= WHAT IS NEEDED =
Report only the number of lines in this material that include "tables".
★ ★ ★ ★
use serde::{Deserialize, Serialize};

/// Table rules the strategy engine is built for. Fixed for the lifetime of the engine.
#[derive(Debug, Clone, Copy, PartialEq, Eq, Serialize, Deserialize)]
pub struct RulesetConfig {
    /// Dealer hits on soft 17. Recorded for the caller's benefit, the decision tables are the
    /// hit-soft-17 tables whatever this is set to.
    pub dealer_hits_soft_17: bool,
}

impl RulesetConfig {
    pub fn new(dealer_hits_soft_17: bool) -> Self {
        RulesetConfig {
            dealer_hits_soft_17,
        }
    }
}

impl Default for RulesetConfig {
    /// Multi-deck shoe, dealer hits soft 17, no surrender.
    fn default() -> Self {
        RulesetConfig {
            dealer_hits_soft_17: true,
        }
    }
}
★ ★ ★ ★
= SOLUTION FOR THIS EXERCISE =
2